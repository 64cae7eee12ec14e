//! ai - threat scoring, goal selection, tension direction and goal behaviors

pub mod behavior;
pub mod blackboard;
pub mod director;
pub mod mission;
pub mod motif;
pub mod threat;
pub mod utility;

pub use behavior::{AgentView, plan};
pub use blackboard::Blackboard;
pub use director::{DirectorConfig, HeistDirector};
pub use mission::{HeistMission, MissionEvent};
pub use motif::{Motif, MotifMix};
pub use threat::{ThreatEvaluator, ThreatScene, ThreatService, ThreatWeights};
pub use utility::{Goal, GoalScores, UtilityScorer, UtilityTable};
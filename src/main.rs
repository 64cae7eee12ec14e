use std::sync::Arc;

use nalgebra::Point3;
use tokio::sync::Mutex;
use tokio::time::{MissedTickBehavior, interval};
use tracing_subscriber::EnvFilter;

use soulvan_sim::config::SimConfig;
use soulvan_sim::error::SimError;
use soulvan_sim::net;
use soulvan_sim::state::VehicleRole;
use soulvan_sim::vehicle::profile::VehicleProfile;
use soulvan_sim::world::HeistWorld;

#[tokio::main]
async fn main() -> Result<(), SimError> {
    tracing_subscriber::fmt()
        .with_env_filter(EnvFilter::try_from_default_env().unwrap_or_else(|_| EnvFilter::new("info")))
        .init();

    let config = SimConfig::from_env();
    tracing::info!(?config, "starting soulvan server");

    let player_profile = config.player_profile()?;
    let mut world = HeistWorld::new(config.world_settings());

    let rival_profile = Arc::new(VehicleProfile::street_racer());
    for i in 0..config.rivals {
        let x = -6.0 - 6.0 * i as f32;
        world.spawn_vehicle(VehicleRole::Rival, Arc::clone(&rival_profile), Point3::new(x, 0.0, 10.0));
    }
    let police_profile = Arc::new(VehicleProfile::interceptor());
    for i in 0..config.police {
        let x = 8.0 * i as f32;
        world.spawn_vehicle(VehicleRole::Police, Arc::clone(&police_profile), Point3::new(x, 0.0, -60.0));
    }

    let world = Arc::new(Mutex::new(world));
    let listener = net::bind(&config.bind_addr).await?;
    tokio::spawn(net::serve(listener, Arc::clone(&world), player_profile));

    let dt = config.dt();
    let mut ticker = interval(config.tick_interval());
    ticker.set_missed_tick_behavior(MissedTickBehavior::Skip);

    loop {
        ticker.tick().await;
        world.lock().await.step(dt);
    }
}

+ + +

Your goal - Output exactly the lines of the material above from the one containing "let x = -6.0 - 6.0 * i as f32;" up to and including the one containing "let listener = net::bind(&config.bind_addr).await?;".

Task solution -
        let x = -6.0 - 6.0 * i as f32;
        world.spawn_vehicle(VehicleRole::Rival, Arc::clone(&rival_profile), Point3::new(x, 0.0, 10.0));
    }
    let police_profile = Arc::new(VehicleProfile::interceptor());
    for i in 0..config.police {
        let x = 8.0 * i as f32;
        world.spawn_vehicle(VehicleRole::Police, Arc::clone(&police_profile), Point3::new(x, 0.0, -60.0));
    }

    let world = Arc::new(Mutex::new(world));
    let listener = net::bind(&config.bind_addr).await?;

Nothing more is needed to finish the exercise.